● **The input**
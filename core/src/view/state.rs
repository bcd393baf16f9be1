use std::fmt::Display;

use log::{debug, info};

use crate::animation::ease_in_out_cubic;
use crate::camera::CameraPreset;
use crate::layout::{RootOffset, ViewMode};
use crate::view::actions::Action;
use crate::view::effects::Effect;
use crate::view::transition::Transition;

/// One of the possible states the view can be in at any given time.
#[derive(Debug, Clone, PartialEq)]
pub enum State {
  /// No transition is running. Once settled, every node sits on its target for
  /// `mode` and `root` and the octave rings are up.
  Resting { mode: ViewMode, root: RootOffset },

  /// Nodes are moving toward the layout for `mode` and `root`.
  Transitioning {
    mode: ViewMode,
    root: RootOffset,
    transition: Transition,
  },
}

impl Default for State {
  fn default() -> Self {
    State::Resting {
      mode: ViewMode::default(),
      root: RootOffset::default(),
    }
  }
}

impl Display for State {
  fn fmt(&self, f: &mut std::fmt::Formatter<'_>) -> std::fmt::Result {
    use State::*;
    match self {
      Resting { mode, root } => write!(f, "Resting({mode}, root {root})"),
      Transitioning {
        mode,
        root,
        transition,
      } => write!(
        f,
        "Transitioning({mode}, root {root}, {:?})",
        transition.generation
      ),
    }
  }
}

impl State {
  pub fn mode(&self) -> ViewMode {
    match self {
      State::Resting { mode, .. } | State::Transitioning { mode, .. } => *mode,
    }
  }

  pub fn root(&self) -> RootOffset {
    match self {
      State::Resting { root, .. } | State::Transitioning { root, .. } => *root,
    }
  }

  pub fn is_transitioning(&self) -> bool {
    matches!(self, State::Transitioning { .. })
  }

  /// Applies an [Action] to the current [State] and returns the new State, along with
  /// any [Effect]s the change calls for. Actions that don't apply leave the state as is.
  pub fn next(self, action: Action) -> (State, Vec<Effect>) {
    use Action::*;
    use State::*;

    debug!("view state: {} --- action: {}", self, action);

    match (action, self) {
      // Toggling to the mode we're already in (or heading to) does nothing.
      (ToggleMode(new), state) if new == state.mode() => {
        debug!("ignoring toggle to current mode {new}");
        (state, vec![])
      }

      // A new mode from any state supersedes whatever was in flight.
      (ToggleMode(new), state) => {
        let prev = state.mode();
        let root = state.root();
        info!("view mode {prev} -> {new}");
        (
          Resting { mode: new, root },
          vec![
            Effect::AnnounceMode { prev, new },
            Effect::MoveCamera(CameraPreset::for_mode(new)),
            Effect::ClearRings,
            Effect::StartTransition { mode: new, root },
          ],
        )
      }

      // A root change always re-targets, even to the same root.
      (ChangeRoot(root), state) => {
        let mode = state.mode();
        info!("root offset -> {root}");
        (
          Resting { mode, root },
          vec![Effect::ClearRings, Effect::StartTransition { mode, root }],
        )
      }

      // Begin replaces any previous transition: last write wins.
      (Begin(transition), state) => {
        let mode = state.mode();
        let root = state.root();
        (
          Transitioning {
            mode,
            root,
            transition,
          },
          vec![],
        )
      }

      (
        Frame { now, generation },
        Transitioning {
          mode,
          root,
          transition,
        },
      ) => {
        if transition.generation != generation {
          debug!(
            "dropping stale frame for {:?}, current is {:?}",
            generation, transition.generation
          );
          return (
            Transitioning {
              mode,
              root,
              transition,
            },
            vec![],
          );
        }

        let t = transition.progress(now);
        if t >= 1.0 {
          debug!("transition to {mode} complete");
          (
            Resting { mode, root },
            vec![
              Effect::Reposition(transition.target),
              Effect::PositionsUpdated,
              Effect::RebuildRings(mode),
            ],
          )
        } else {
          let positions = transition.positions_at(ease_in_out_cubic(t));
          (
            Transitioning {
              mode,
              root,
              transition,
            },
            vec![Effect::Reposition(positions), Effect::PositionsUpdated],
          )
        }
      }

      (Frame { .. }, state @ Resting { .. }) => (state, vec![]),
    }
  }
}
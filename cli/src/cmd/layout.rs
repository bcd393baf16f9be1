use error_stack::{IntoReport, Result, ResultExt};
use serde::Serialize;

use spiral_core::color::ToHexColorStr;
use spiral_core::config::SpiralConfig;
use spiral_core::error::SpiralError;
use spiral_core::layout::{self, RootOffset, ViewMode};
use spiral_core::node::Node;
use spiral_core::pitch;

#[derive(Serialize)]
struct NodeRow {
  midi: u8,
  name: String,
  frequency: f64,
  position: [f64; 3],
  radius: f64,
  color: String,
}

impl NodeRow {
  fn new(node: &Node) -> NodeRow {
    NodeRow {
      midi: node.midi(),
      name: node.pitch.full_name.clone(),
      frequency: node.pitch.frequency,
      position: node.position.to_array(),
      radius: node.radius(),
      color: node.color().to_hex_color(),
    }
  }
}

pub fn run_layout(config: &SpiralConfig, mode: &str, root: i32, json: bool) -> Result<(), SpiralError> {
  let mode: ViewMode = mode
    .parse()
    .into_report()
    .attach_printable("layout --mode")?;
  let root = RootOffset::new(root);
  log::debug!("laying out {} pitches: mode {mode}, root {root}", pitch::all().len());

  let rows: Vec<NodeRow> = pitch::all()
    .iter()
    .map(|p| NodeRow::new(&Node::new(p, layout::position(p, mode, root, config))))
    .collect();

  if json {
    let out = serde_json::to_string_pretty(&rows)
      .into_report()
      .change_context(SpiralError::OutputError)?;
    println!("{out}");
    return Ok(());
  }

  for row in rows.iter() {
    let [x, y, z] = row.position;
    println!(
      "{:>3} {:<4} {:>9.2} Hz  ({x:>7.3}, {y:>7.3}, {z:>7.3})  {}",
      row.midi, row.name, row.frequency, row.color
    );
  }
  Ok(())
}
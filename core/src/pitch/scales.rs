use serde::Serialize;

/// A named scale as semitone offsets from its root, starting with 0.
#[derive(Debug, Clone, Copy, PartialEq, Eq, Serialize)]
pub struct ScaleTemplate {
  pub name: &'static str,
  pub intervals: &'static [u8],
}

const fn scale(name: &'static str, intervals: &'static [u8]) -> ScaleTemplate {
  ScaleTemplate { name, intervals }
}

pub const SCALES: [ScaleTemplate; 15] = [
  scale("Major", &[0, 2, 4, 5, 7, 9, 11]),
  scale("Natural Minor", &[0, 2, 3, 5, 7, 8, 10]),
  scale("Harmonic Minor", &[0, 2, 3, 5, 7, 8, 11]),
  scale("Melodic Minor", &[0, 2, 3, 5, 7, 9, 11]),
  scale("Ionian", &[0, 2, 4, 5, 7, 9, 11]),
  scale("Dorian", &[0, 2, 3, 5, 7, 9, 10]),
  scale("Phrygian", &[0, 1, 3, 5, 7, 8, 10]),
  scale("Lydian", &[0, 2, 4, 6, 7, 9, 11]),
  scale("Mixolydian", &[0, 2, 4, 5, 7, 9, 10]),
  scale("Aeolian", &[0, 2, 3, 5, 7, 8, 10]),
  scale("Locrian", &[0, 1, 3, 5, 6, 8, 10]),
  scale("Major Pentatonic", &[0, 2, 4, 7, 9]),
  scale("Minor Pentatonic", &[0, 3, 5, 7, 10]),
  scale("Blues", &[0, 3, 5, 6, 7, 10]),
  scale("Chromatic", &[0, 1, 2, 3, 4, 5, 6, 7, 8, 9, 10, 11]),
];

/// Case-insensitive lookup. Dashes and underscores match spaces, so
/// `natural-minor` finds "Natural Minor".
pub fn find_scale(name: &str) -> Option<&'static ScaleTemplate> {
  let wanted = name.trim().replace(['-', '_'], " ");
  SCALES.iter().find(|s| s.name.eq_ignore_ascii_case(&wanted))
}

● **Problem to work on**
Among the lines above, find those that contain the word "PositionsUpdated" and copy them.

● **Solution to this exercise**
              Effect::PositionsUpdated,
            vec![Effect::Reposition(positions), Effect::PositionsUpdated],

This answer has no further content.